- Born: Ethel Nutting 28 November 1920 Walsall Wood, Staffordshire, England
- Died: 11 June 2024 (aged 103)
- Spouse: Albert Lote ​ ​(m. 1945; died 2002)​
- Children: 2

= Ethel Lote =

British World War II nurse and yoga instructor (1920–2024)

Ethel Lote (née Nutting; 28 November 1920 – 11 June 2024) was a British World War II nurse and yoga instructor. After the war, she became a dental nurse and founded the Dental Nurses Society.

== Early life ==
Ethel Nutting was born on 28 November 1920 in Walsall Wood, Staffordshire. Her father was a coal miner while her mother was a music teacher. Lote had always aspired to be a nurse, inspired by her mother, Ellen Cross, who served as a nurse in London during World War I.

She joined St John Ambulance while she was still at school as well as working as a first aider at the local Crabtree electrical factory on Saturdays. She left school aged 14 to work in a leather factory. When she was 17, Lote became a probationary nurse.

== Career ==
Lote worked as an ARP volunteer before the beginning of World War II and subsequently joined the Civil Nursing Reserve as a nursing auxiliary when it was founded in 1939.

During the war, Lote was based at Burntwood Military Hospital, a collection of ten huts each containing forty beds located in the grounds of a psychiatric hospital, where she worked 12-hour shifts. The hospital received the first convoy of evacuated soldiers from Dunkirk, Lote later remembered "they were still in the uniforms, just how they had been picked up from the beaches. We had the first 100 patients. It was terrible, I'd just started training as a nurse, to see these men and their injuries, a lot of them were burned or had shrapnel wounds."

When invited by a doctor to witness an autopsy to further her medical knowledge, she encountered Albert Lote, a superintendent with St John Ambulance after the lights failed during an air raid.
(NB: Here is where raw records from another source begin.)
//! Submitter - 投入用 channel の送信側ハンドル
//!
//! 有界 channel なので、満杯なら `submit` は空きが出るまで待つ（backpressure）。

use tokio::sync::mpsc::{self, error::TrySendError};
use tracing::error;

use crate::domain::{Discipline, Entry, Submission};
use crate::error::WorkQueueError;

/// Cloneable sending side of a work queue's submission channel.
pub struct Submitter<T> {
    tx: mpsc::Sender<Submission<T>>,
}

impl<T> Clone for Submitter<T> {
    fn clone(&self) -> Self {
        Self {
            tx: self.tx.clone(),
        }
    }
}

impl<T: Send + Sync + 'static> Submitter<T> {
    pub(crate) fn new(tx: mpsc::Sender<Submission<T>>) -> Self {
        Self { tx }
    }

    /// Send a submission, waiting while the channel is full.
    pub async fn submit(&self, submission: Submission<T>) -> Result<(), WorkQueueError> {
        self.tx
            .send(submission)
            .await
            .map_err(|_| WorkQueueError::Closed)
    }

    /// Send without waiting. Fails with `Full` when the channel has no room.
    pub fn try_submit(&self, submission: Submission<T>) -> Result<(), WorkQueueError> {
        self.tx.try_send(submission).map_err(|err| match err {
            TrySendError::Full(_) => WorkQueueError::Full,
            TrySendError::Closed(_) => WorkQueueError::Closed,
        })
    }

    /// Send with the discipline given as a raw tag (`"ordered"`, `"rand"`, `"0"`, ...).
    ///
    /// An unknown tag is logged and the submission is dropped; the caller
    /// still gets `Ok(())`.
    pub async fn submit_tagged(
        &self,
        tag: &str,
        group: impl Into<String>,
        entry: Entry<T>,
    ) -> Result<(), WorkQueueError> {
        let group = group.into();
        match tag.parse::<Discipline>() {
            Ok(discipline) => {
                self.submit(Submission::from_entry(discipline, group, entry))
                    .await
            }
            Err(err) => {
                error!(%group, entry = %entry.id(), error = %err, "dropping submission");
                Ok(())
            }
        }
    }

    /// Free slots in the channel right now.
    pub fn capacity(&self) -> usize {
        self.tx.capacity()
    }

    pub fn is_closed(&self) -> bool {
        self.tx.is_closed()
    }
}
use thiserror::Error;

/// Failure reported by a caller-supplied action.
///
/// The queue never interprets it; it only decides between retry and
/// completion through the entry's retry predicate.
#[derive(Debug, Clone, PartialEq, Eq, Error)]
#[error("{0}")]
pub struct ActionError(String);

impl ActionError {
    pub fn new(message: impl Into<String>) -> Self {
        Self(message.into())
    }

    pub fn message(&self) -> &str {
        &self.0
    }
}

impl From<String> for ActionError {
    fn from(message: String) -> Self {
        Self(message)
    }
}

impl From<&str> for ActionError {
    fn from(message: &str) -> Self {
        Self(message.to_string())
    }
}

/// Raised by `WorkQueueBuilder::build` when the configuration cannot run.
#[derive(Debug, Clone, PartialEq, Eq, Error)]
pub enum BuildError {
    #[error("channel capacity must be greater than zero")]
    ZeroChannelCapacity,

    #[error("drain interval must be greater than zero")]
    ZeroDrainInterval,
}

#[derive(Debug, Error)]
pub enum ConfigError {
    #[error("invalid value for {key}: {value:?}")]
    InvalidEnv { key: &'static str, value: String },

    #[error("malformed config: {0}")]
    Json(#[from] serde_json::Error),

    #[error("cannot read config file: {0}")]
    Io(#[from] std::io::Error),
}

#[derive(Debug, Error)]
pub enum WorkQueueError {
    #[error("unknown discipline: {0}")]
    UnknownDiscipline(String),

    #[error("work queue is no longer accepting submissions")]
    Closed,

    #[error("submission channel is full")]
    Full,

    #[error(transparent)]
    Build(#[from] BuildError),

    #[error(transparent)]
    Config(#[from] ConfigError),
}
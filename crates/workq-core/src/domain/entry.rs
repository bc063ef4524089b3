//! Entry - group のキューに積まれる 1 単位の仕事
//!
//! # 学習ポイント
//! - async_trait による非同期 Action trait
//! - クロージャを trait object に包む adapter（FnAction）
//! - Arc で共有するので retry で積み直しても clone は安い

use std::fmt;
use std::future::Future;
use std::sync::Arc;

use async_trait::async_trait;
use tracing::{debug, warn};

use super::ids::EntryId;
use crate::error::ActionError;

/// Work run against a task by a drain.
///
/// # 使用例
/// ```ignore
/// struct Deliver;
///
/// #[async_trait]
/// impl Action<Message> for Deliver {
///     async fn run(&self, task: Arc<Message>) -> Result<(), ActionError> {
///         send(&task).await.map_err(|e| ActionError::new(e.to_string()))
///     }
/// }
/// ```
#[async_trait]
pub trait Action<T>: Send + Sync {
    async fn run(&self, task: Arc<T>) -> Result<(), ActionError>;
}

/// Adapter turning an async closure into an [`Action`].
pub struct FnAction<F>(F);

#[async_trait]
impl<T, F, Fut> Action<T> for FnAction<F>
where
    T: Send + Sync + 'static,
    F: Fn(Arc<T>) -> Fut + Send + Sync + 'static,
    Fut: Future<Output = Result<(), ActionError>> + Send + 'static,
{
    async fn run(&self, task: Arc<T>) -> Result<(), ActionError> {
        (self.0)(task).await
    }
}

/// Wrap a closure returning a future as a shareable action.
pub fn action_fn<T, F, Fut>(f: F) -> Arc<dyn Action<T>>
where
    T: Send + Sync + 'static,
    F: Fn(Arc<T>) -> Fut + Send + Sync + 'static,
    Fut: Future<Output = Result<(), ActionError>> + Send + 'static,
{
    Arc::new(FnAction(f))
}

/// Decides whether a failed task gets another attempt. `true` means retry.
pub type RetryPredicate<T> = Arc<dyn Fn(&T) -> bool + Send + Sync>;

/// Called once per terminal outcome with `(task, succeeded)`.
pub type CompletionCallback<T> = Arc<dyn Fn(&T, bool) + Send + Sync>;

/// Result of running one entry once.
#[derive(Debug, Clone, Copy, PartialEq, Eq)]
pub(crate) enum Attempt {
    /// The entry carried no action and was dropped.
    NoAction,
    Succeeded,
    /// Failed and the retry predicate asked for another attempt.
    Retry,
    /// Failed for good; completion was reported as `false`.
    Failed,
}

/// One unit of work inside a group's queue.
pub struct Entry<T> {
    id: EntryId,
    task: Arc<T>,
    action: Option<Arc<dyn Action<T>>>,
    retry: Option<RetryPredicate<T>>,
    on_complete: Option<CompletionCallback<T>>,
}

impl<T: Send + Sync + 'static> Entry<T> {
    /// Entry without an action. Drains discard it unless one is attached.
    pub fn new(task: T) -> Self {
        Self::from_arc(Arc::new(task))
    }

    pub fn from_arc(task: Arc<T>) -> Self {
        Self {
            id: EntryId::generate(),
            task,
            action: None,
            retry: None,
            on_complete: None,
        }
    }

    pub fn with_action(mut self, action: Arc<dyn Action<T>>) -> Self {
        self.action = Some(action);
        self
    }

    pub fn with_action_fn<F, Fut>(self, f: F) -> Self
    where
        F: Fn(Arc<T>) -> Fut + Send + Sync + 'static,
        Fut: Future<Output = Result<(), ActionError>> + Send + 'static,
    {
        self.with_action(action_fn(f))
    }

    pub fn with_retry<P>(mut self, predicate: P) -> Self
    where
        P: Fn(&T) -> bool + Send + Sync + 'static,
    {
        self.retry = Some(Arc::new(predicate));
        self
    }

    pub fn with_on_complete<C>(mut self, callback: C) -> Self
    where
        C: Fn(&T, bool) + Send + Sync + 'static,
    {
        self.on_complete = Some(Arc::new(callback));
        self
    }

    pub(crate) fn without_on_complete(mut self) -> Self {
        self.on_complete = None;
        self
    }

    pub fn id(&self) -> EntryId {
        self.id
    }

    pub fn task(&self) -> &Arc<T> {
        &self.task
    }

    pub fn has_action(&self) -> bool {
        self.action.is_some()
    }

    pub fn has_on_complete(&self) -> bool {
        self.on_complete.is_some()
    }

    /// Run the action once and settle what happens next.
    ///
    /// The completion callback fires here for `Succeeded` and `Failed`;
    /// on `Retry` the caller decides where the entry goes.
    pub(crate) async fn attempt(&self) -> Attempt {
        let Some(action) = &self.action else {
            return Attempt::NoAction;
        };

        match action.run(Arc::clone(&self.task)).await {
            Ok(()) => {
                self.complete(true);
                Attempt::Succeeded
            }
            Err(err) => {
                debug!(entry = %self.id, error = %err, "action failed");
                match &self.retry {
                    Some(retry) if retry(&*self.task) => return Attempt::Retry,
                    Some(_) => warn!(entry = %self.id, "retry declined, giving up"),
                    None => {}
                }
                self.complete(false);
                Attempt::Failed
            }
        }
    }

    fn complete(&self, succeeded: bool) {
        if let Some(on_complete) = &self.on_complete {
            on_complete(&*self.task, succeeded);
        }
    }
}

impl<T> Clone for Entry<T> {
    fn clone(&self) -> Self {
        Self {
            id: self.id,
            task: Arc::clone(&self.task),
            action: self.action.clone(),
            retry: self.retry.clone(),
            on_complete: self.on_complete.clone(),
        }
    }
}

impl<T> fmt::Debug for Entry<T> {
    fn fmt(&self, f: &mut fmt::Formatter<'_>) -> fmt::Result {
        f.debug_struct("Entry")
            .field("id", &self.id)
            .field("action", &self.action.is_some())
            .field("retry", &self.retry.is_some())
            .field("on_complete", &self.on_complete.is_some())
            .finish()
    }
}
While they both held a candle for the doctor to inspect the corpse, she recalled "we looked across the body at each other and as we looked into each other's eyes, we fell in love". They got engaged in October 1939, with the wedding originally scheduled for February 1940 or 1941, however Albert was called up into the Royal Navy and served abroad for five years, during which they did not see each other. They eventually married on 10 March 1945 during one of Albert's brief leaves. Ethel arrived late for the wedding as she had just finished a night shift.

After the war, the Lotes moved to Aldridge, where Ethel became a health visitor and then a dental nurse.

== Later life ==
Whilst on a training course, Lote accidentally walked into a yoga lecture. Intrigued, she researched into it and then decided to join the All India Board of Yoga. She began teaching yoga classes in the 1960s. In the 1990s, Lote also began learning tai chi and started to run classes combining the two. Lote officially retired from teaching classes when she was 88, but continued practicing yoga and tai chi until she was 95, when she fractured her femur and could no longer get her foot over the back of her neck.

She celebrated her 100th birthday in November 2020, and attributed her longevity to her practice of yoga and tai chi. Lote also received letters from Elizabeth II and Sophie, Duchess of Edinburgh upon reaching the milestone.

Lote died on 11 June 2024, at the age of 103. She was survived by her two sons. Her husband Albert died in 2002.